Sometimes, very rarely, I just like to do nothing. To be clear: nothing for me means swimming, reading, writing, hiking, dining, sightseeing and drinking Mimosas at 9 in the morning.
Yesterday I swam the length of Playa Hermosa, which takes about a half hour to walk. I cheated a little, catching a wave when they looked irrestible, and pausing twice when I got stung by something. The first was a real jolter: it struck me on my back (pictured above) but sent shock waves through my left arm, suggesting a cardiac connection. Read: an eel not a jellyfish. The second was I believe an errant petite Barco de Guerra Portugeuse tentacle, painful at the time but not enough to dissaude me from completing my journey.
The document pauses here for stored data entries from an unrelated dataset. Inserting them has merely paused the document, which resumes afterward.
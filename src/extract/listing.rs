//! Listing extraction from search-result pages
//!
//! This module turns one HTML document into listing records:
//! - Locating result cards, with a generic fallback for unknown layouts
//! - Probing each field through its selector fallback chain
//! - Deriving the job key, work model, salary range and normalized title

use crate::extract::rules::{rules, RuleSet};
use crate::extract::salary::parse_salary_text;
use crate::extract::title::normalize_title;
use crate::record::{ListingRecord, RemoteWorkModel, TaxonomyTag};
use chrono::{DateTime, Utc};
use regex::Regex;
use scraper::{ElementRef, Html};
use std::sync::OnceLock;

/// Tier assigned to every taxonomy label found on a card
const TAXONOMY_TIER: &str = "tag";

fn job_key_pattern() -> &'static Regex {
    static PATTERN: OnceLock<Regex> = OnceLock::new();
    PATTERN.get_or_init(|| Regex::new(r"[?&]jk=([0-9a-zA-Z]+)").expect("job key pattern is valid"))
}

/// Extracts listing records from a search-results page
///
/// Never fails: a field that cannot be located is left absent and a card
/// with nothing recognizable still yields a (sparse) record.
///
/// # Card Selection
///
/// 1. Known result containers (`data-testid="result"`, `.result`, `.jobsearch-SerpJobCard`)
/// 2. If none match, every `li` and `article` element
///
/// # Arguments
///
/// * `html` - The page content
/// * `source_url` - The page URL, stamped on every record
///
/// # Example
///
/// ```
/// use job_harvest::extract::extract_listings;
///
/// let html = r#"<div data-testid="result">
///     <h2 class="jobTitle">Backend Engineer</h2>
///     <a href="/viewjob?jk=abc123">View</a>
/// </div>"#;
/// let records = extract_listings(html, "https://example.com/jobs");
/// assert_eq!(records.len(), 1);
/// assert_eq!(records[0].job_key.as_deref(), Some("abc123"));
/// ```
pub fn extract_listings(html: &str, source_url: &str) -> Vec<ListingRecord> {
    extract_listings_at(html, source_url, Utc::now())
}

/// Same as [`extract_listings`] with an explicit extraction timestamp
pub fn extract_listings_at(
    html: &str,
    source_url: &str,
    extracted_at: DateTime<Utc>,
) -> Vec<ListingRecord> {
    let document = Html::parse_document(html);
    let rules = rules();

    let cards = select_cards(&document, rules);
    tracing::debug!("Found {} candidate cards on {}", cards.len(), source_url);

    cards
        .into_iter()
        .map(|card| extract_card(card, rules, source_url, extracted_at))
        .collect()
}

/// Selects card elements, falling back to generic containers
fn select_cards<'a>(document: &'a Html, rules: &RuleSet) -> Vec<ElementRef<'a>> {
    let primary: Vec<_> = rules
        .primary_cards
        .as_ref()
        .map(|selector| document.select(selector).collect())
        .unwrap_or_default();

    if !primary.is_empty() {
        return primary;
    }

    rules
        .fallback_cards
        .as_ref()
        .map(|selector| document.select(selector).collect())
        .unwrap_or_default()
}

/// Builds one record from a card
fn extract_card(
    card: ElementRef<'_>,
    rules: &RuleSet,
    source_url: &str,
    extracted_at: DateTime<Utc>,
) -> ListingRecord {
    let title = rules.title.probe(card);
    let snippet = rules.snippet.probe(card);
    let link = rules.link.probe(card);
    let job_key = link.as_deref().and_then(extract_job_key);
    let job_type_tags = rules.job_type_tags.probe_all(card);

    let remote_work_model = {
        let mut tokens = job_type_tags.join(" ");
        if let Some(snippet) = &snippet {
            tokens.push(' ');
            tokens.push_str(snippet);
        }
        RemoteWorkModel::classify(&tokens)
    };

    let salary_snippet_text = rules.salary_snippet.probe(card);
    let extracted_salary = salary_snippet_text.as_deref().and_then(parse_salary_text);

    let taxonomy_labels = rules.taxonomy_tags.probe_all(card);
    let taxonomy_tags = if taxonomy_labels.is_empty() {
        None
    } else {
        Some(
            taxonomy_labels
                .into_iter()
                .map(|label| TaxonomyTag {
                    label,
                    tier: TAXONOMY_TIER.to_string(),
                })
                .collect(),
        )
    };

    ListingRecord {
        company: rules.company.probe(card),
        company_logo_url: rules.company_logo.probe(card),
        company_header_image_url: rules.company_header_image.probe(card),
        company_overview_link: rules.company_overview_link.probe(card),
        company_rating: rules.company_rating.probe(card).and_then(|r| parse_rating(&r)),
        company_review_count: rules
            .company_review_count
            .probe(card)
            .and_then(|c| parse_review_count(&c)),
        display_title: title.clone(),
        normalized_title: title.as_deref().map(normalize_title),
        title,
        formatted_location: rules.location.probe(card),
        snippet,
        view_job_link: link.clone(),
        link,
        job_key,
        job_type_tags,
        sponsored: rules.sponsored.is_present(card),
        is_new: rules.new_marker.is_present(card),
        relative_time: rules.relative_time.probe(card),
        remote_work_model,
        salary_snippet_text,
        extracted_salary,
        taxonomy_tags,
        expired: false,
        location_count: 1,
        published_at_iso: extracted_at,
        source_url: source_url.to_string(),
    }
}

/// Extracts the `jk` query parameter value from a listing link
///
/// # Example
///
/// ```
/// use job_harvest::extract::extract_job_key;
///
/// assert_eq!(extract_job_key("/viewjob?jk=abc123&from=serp").as_deref(), Some("abc123"));
/// assert_eq!(extract_job_key("/viewjob?id=abc123"), None);
/// ```
pub fn extract_job_key(link: &str) -> Option<String> {
    job_key_pattern()
        .captures(link)
        .map(|caps| caps[1].to_string())
}

fn parse_rating(text: &str) -> Option<f64> {
    text.parse::<f64>().ok().filter(|r| r.is_finite())
}

fn parse_review_count(text: &str) -> Option<u64> {
    text.replace(',', "").parse::<u64>().ok()
}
To the other swimmers who asked me where I was going, I said that I had originated in Bahia de Drake, about 300 miles to the south, and was swimming the length of the Costa Rican Pacific Coast. By the time I was asked the second time I was on a Guiness Record swim from Santiago de Chile to Vancouver, Canada, begun when I was 23 years old.
I don’t know why I’m such a terrible liar. Actually, I’m a good liar. People actually believed me.
I was going to go down to Tamarindo, about an hour and a half to the South, but have been dissuaded by seeing what has become of Playa del Coco: a cross between Coney Island and Atlantic City. My friends tell me Tamarindo is worse. So I think I will just savor the memory. I used Tamarindo as the setting for one of the closing chapters of my novel ‘Blood Brothers’ (published in El Salvador as ‘Hermanos de Sangre’). One of the characters, Billy Del Sol, a landlord who has murdered two Americans and a Salvadoran peasant farmer union leader the year previous finds himself unable to sleep without the aid of much booze and drugs, haunted as he is by the ghosts of his victims. He spends every night, alone, drinking rum and trying to engage the bartender in conversation. It was my way of getting revenge. I don’t know if, in reality, the man I based the character on was ever troubled by what he’d done.
My goodness, it’s almost noon. Time to head down to the pool.